Ed
há 3 dias
Analisando as falas da Diretora Rosana e das estudantes, o foco está em como a direção pode ser percebida como presente mesmo sem estar fisicamente em todos os turnos, por meio de articulações pedagógicas, alinhamentos, rituais de aproximação e organização da equipe. Vamos analisar as alternativas: a) Fala sobre redistribuir agenda para garantir visitas breves e previsíveis, mas não aborda a articulação mais ampla da presença. b) Destaca a participação das lideranças estudantis como canal de escuta, com supervisão adulta e devolutivas, o que é importante, mas não cobre toda a articulação da presença da direção. c) Enfatiza rituais de aproximação (cafés, acolhidas, conversas informais) que aumentam vínculo e legitimidade, sustentando a percepção de cuidado e reduzindo intervenções frequentes. d) Apresenta a “arquitetura de presença”: adultos de referência por turno + rotinas de alinhamento + devolutivas e acompanhamento que fecham ciclos, garantindo coerência, acesso e continuidade, exatamente o que o vídeo sugere. e) Foca em rotinas institucionais e procedimentos, que ajudam na previsibilidade, mas não enfatiza a presença percebida da direção.

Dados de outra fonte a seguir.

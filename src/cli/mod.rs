//! Command-line adapter over the transaction store.

mod commands;
pub mod io;
pub mod output;

pub use commands::{run, run_cli};
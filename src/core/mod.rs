//! Session store, aggregation services and the clock/id collaborator seams.

pub mod ids;
pub mod services;
pub mod store;
pub mod time;

pub use ids::{IdGenerator, SequentialIds, UuidGenerator};
pub use store::{SessionStart, TransactionStore};
pub use time::{Clock, FixedClock, SystemClock};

A alternativa que melhor explica, do ponto de vista da presença cotidiana como articulação pedagógica, como a direção pode ser percebida como “presente” mesmo sem estar fisicamente em todos os turnos é a: d. A presença se constrói por uma “arquitetura de presença”: adultos de referência por turno + rotinas de alinhamento + devolutivas e acompanhamento que fecham ciclos (escuta → encaminhamento → retorno). Assim, os(as) estudantes percebem coerência, acesso e continuidade, conforme relatos do vídeo.